Some insight and clarification offered from FDA but many questions left unanswered
The Natural Products Association hosted a Webinar featuring both an audio and video conference in the form of a slide show presentation. The Webinar featured two speakers, Dr. Daniel Fabricant, director of the Division of Dietary Supplement Programs at the FDA’s Center for Food Safety and Applied Nutrition (CFSAN), and Scott Bass, head of the Global Life Sciences Team at Sidley Austin LLP, followed by a Question and Answer segment. Dr. Fabricant began by providing an overview of the document as well as FDA’s position and thought process in preparing the draft guidance. Scott Bass then briefly presented his initial impressions based on his experience with the drafting and implementation of DSHEA. He also offered his interpretation of how this document will affect industry and some feedback that he has gathered from industry.
While Dr. Fabricant did not offer much clarification with respect to many of the questions posed by Bass and the teleconference participants during the Q & A segment, he should be commended for his efforts to address the barrage the of questions he received as the representative of FDA.

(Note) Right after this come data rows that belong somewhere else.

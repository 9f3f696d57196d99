use std::borrow::Cow;
use std::fs::File;
use std::io::{self, Read};
use std::path::{Path, PathBuf};

use ratatui::style::{Color, Modifier, Style};
use ratatui::text::{Line, Span};
use syntect::easy::HighlightLines;
use syntect::highlighting::{Theme, ThemeSet};
use syntect::parsing::SyntaxSet;

use crate::config::DEFAULT_SYNTAX_THEME;
use crate::format::{format_modified, format_permissions, format_size};
use crate::fs::listing::{self, DirectoryEntry};
use crate::theme::ThemeColors;

/// Bytes scanned for NUL when deciding whether a file is binary.
const BINARY_SCAN_BYTES: usize = 8192;

/// Extensions treated as binary without looking at the content.
const BINARY_EXTENSIONS: &[&str] = &[
    "png", "jpg", "jpeg", "gif", "bmp", "ico", "webp", "pdf", "zip", "tar", "gz", "bz2", "xz",
    "7z", "rar", "so", "dylib", "dll", "exe", "bin", "img", "iso", "o", "a", "class", "jar",
];

/// Cached preview for the entry at `path`.
#[derive(Debug, Default)]
pub struct PreviewState {
    pub path: Option<PathBuf>,
    pub lines: Vec<Line<'static>>,
    pub scroll_offset: usize,
}

impl PreviewState {
    pub fn clear(&mut self) {
        self.path = None;
        self.lines.clear();
        self.scroll_offset = 0;
    }

    pub fn scroll_down(&mut self, amount: usize) {
        let max = self.lines.len().saturating_sub(1);
        self.scroll_offset = (self.scroll_offset + amount).min(max);
    }

    pub fn scroll_up(&mut self, amount: usize) {
        self.scroll_offset = self.scroll_offset.saturating_sub(amount);
    }
}

/// Syntax highlighting resources, loaded once per session.
pub struct Highlighter {
    syntaxes: SyntaxSet,
    theme: Theme,
}

impl Highlighter {
    pub fn new(theme_name: &str) -> Self {
        let themes = ThemeSet::load_defaults();
        let theme = themes
            .themes
            .get(theme_name)
            .or_else(|| themes.themes.get(DEFAULT_SYNTAX_THEME))
            .cloned()
            .unwrap_or_default();
        Self {
            syntaxes: SyntaxSet::load_defaults_nonewlines(),
            theme,
        }
    }

    /// Highlight `text` using the syntax implied by `path` or its first line.
    fn highlight(&self, path: &Path, text: &str) -> Vec<Line<'static>> {
        let first_line = text.lines().next().unwrap_or("");
        let syntax = path
            .extension()
            .and_then(|e| e.to_str())
            .and_then(|ext| self.syntaxes.find_syntax_by_extension(ext))
            .or_else(|| self.syntaxes.find_syntax_by_first_line(first_line))
            .unwrap_or_else(|| self.syntaxes.find_syntax_plain_text());

        let mut highlighter = HighlightLines::new(syntax, &self.theme);
        text.lines()
            .map(|raw| {
                let line = raw.replace('\t', "    ");
                match highlighter.highlight_line(&line, &self.syntaxes) {
                    Ok(ranges) => Line::from(
                        ranges
                            .into_iter()
                            .map(|(style, piece)| {
                                let fg = style.foreground;
                                Span::styled(
                                    piece.to_string(),
                                    Style::default().fg(Color::Rgb(fg.r, fg.g, fg.b)),
                                )
                            })
                            .collect::<Vec<_>>(),
                    ),
                    Err(_) => Line::from(line),
                }
            })
            .collect()
    }
}

/// Build the preview pane content for `entry`.
///
/// Never fails: read errors become a line in the pane.
pub fn build_preview(
    entry: &DirectoryEntry,
    max_bytes: usize,
    highlighter: &Highlighter,
    theme: &ThemeColors,
) -> Vec<Line<'static>> {
    let label = Style::default().fg(theme.dim_fg);
    let value = Style::default().fg(theme.file_fg);
    let field = |name: &str, text: String| {
        Line::from(vec![
            Span::styled(format!("{name:<12}"), label),
            Span::styled(text, value),
        ])
    };

    let mut lines = Vec::new();
    if entry.is_dir {
        lines.push(Line::from(Span::styled(
            "📁 Directory",
            Style::default()
                .fg(theme.dir_fg)
                .add_modifier(Modifier::BOLD),
        )));
        lines.push(Line::from(""));
        lines.push(field("Name:", entry.name.clone()));
        lines.push(field("Path:", entry.path.display().to_string()));
        lines.push(field(
            "Items:",
            listing::count_children(&entry.path).to_string(),
        ));
        lines.push(field("Modified:", format_modified(entry.modified)));
        lines.push(field(
            "Mode:",
            format_permissions(entry.permissions, true),
        ));
        lines.push(Line::from(""));
        lines.push(Line::from(Span::styled(
            "Press Enter to open",
            Style::default().fg(theme.warning_fg),
        )));
        return lines;
    }

    lines.push(Line::from(Span::styled(
        "📄 File",
        Style::default()
            .fg(theme.info_fg)
            .add_modifier(Modifier::BOLD),
    )));
    lines.push(Line::from(""));
    lines.push(field("Name:", entry.name.clone()));
    lines.push(field("Size:", format_size(entry.size)));
    lines.push(field("Modified:", format_modified(entry.modified)));
    lines.push(field(
        "Mode:",
        format_permissions(entry.permissions, false),
    ));
    lines.push(field("Path:", entry.path.display().to_string()));
    if let Ok(target) = std::fs::read_link(&entry.path) {
        lines.push(field("Target:", target.display().to_string()));
    }
    lines.push(Line::from(""));

    let dim = Style::default().fg(theme.dim_fg);
    match read_head(&entry.path, max_bytes.max(BINARY_SCAN_BYTES) + 1) {
        Err(e) => lines.push(Line::from(Span::styled(
            format!("Error reading file: {e}"),
            Style::default().fg(theme.error_fg),
        ))),
        Ok(bytes) if is_binary(&entry.path, &bytes) => {
            lines.push(Line::from(Span::styled("(Binary file - no preview)", dim)));
        }
        Ok(bytes) if bytes.is_empty() => {
            lines.push(Line::from(Span::styled("(empty file)", dim)));
        }
        Ok(bytes) => {
            lines.push(Line::from(Span::styled(
                "━━━ Preview ━━━",
                Style::default().fg(theme.accent_fg),
            )));
            let shown = &bytes[..bytes.len().min(max_bytes)];
            let text = decode_prefix(shown);
            lines.extend(highlighter.highlight(&entry.path, &text));
            if bytes.len() > max_bytes {
                lines.push(Line::from(Span::styled("... (truncated)", dim)));
            }
        }
    }
    lines
}

/// Read at most `limit` bytes from the start of `path`.
fn read_head(path: &Path, limit: usize) -> io::Result<Vec<u8>> {
    let mut bytes = Vec::with_capacity(limit.min(64 * 1024));
    File::open(path)?
        .take(limit as u64)
        .read_to_end(&mut bytes)?;
    Ok(bytes)
}

/// Known binary extension, or a NUL byte near the start.
fn is_binary(path: &Path, head: &[u8]) -> bool {
    let by_extension = path
        .extension()
        .and_then(|e| e.to_str())
        .is_some_and(|ext| BINARY_EXTENSIONS.iter().any(|b| b.eq_ignore_ascii_case(ext)));
    by_extension || head[..head.len().min(BINARY_SCAN_BYTES)].contains(&0)
}

/// Decode a byte prefix, dropping a multi-byte character cut at the end.
fn decode_prefix(bytes: &[u8]) -> Cow<'_, str> {
    match std::str::from_utf8(bytes) {
        Ok(text) => Cow::Borrowed(text),
        Err(e) if e.error_len().is_none() => String::from_utf8_lossy(&bytes[..e.valid_up_to()]),
        Err(_) => String::from_utf8_lossy(bytes),
    }
}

Unfortunately, my initial impression is that while I think it is critical that industry submit organized, well prepared comments to FDA highlighting the aspects of the guidance document that, if enforced, would have a devastating affect on industry, small businesses and consumer access to the dietary supplements they have grown accustomed to using, I’m not sure that FDA intends to do much, if any revisions to the guidance document, short of clarifying certain segments.
Several very good questions were posed by call participants as well as Scott Bass, such as how FDA intends to manage and respond to the potential flood of new NDI notifications that it may receive as a result of this guidance, to which Dr. Fabricant indicated that he did not anticipate that FDA would have any problems responding within the 75-day period. He also did not offer much clarification on the issue of a submission not being “complete” and therefore not triggering the 75 day clock, until FDA indicates the submission is complete, which could mean that relatively minor administrative details are missing or more substantive aspects of the submission have not been included.
In a very interesting response to a question regarding the issue of “synthetic” copies of herbal and botanical extracts, Dr. Fabricant seemed to indicate that while he believes that FDA has been clear in its position on synthetics, citing the ephedra rule and the FDA’s response to the homotaurine citizen petition as precedents, he suggested that their focus was on “synthetic botanicals,” not necessarily other ingredients, although it is unclear as to why FDA would take that position.
The one thing that is clear is that a strict adherence to this guidance document will result in many, many, many more NDI notification submissions for not only dietary ingredients, but for dietary supplement products that contain those NDIs, a situation that Dr. Fabricant stated he would love to see happen. The greatest debate may rest in the scope and sufficiency of the safety data submitted in support of new dietary ingredients as well as dietary supplements containing those ingredients. Compiling sufficient data to support safety of multi-ingredient / multi-NDI formulas may require clinical and toxicological tests on products (as well as the inevitable financial costs), which could, at a minimum, substantially delay the time it takes for a company to bring a new product to market, if not prevent products of this kind from being marketing entirely.
We will continue to stay abreast of these developments and to work with our clients to assess the affect this guidance document will have on the products they manufacture and/or sell and to help them with their compliance.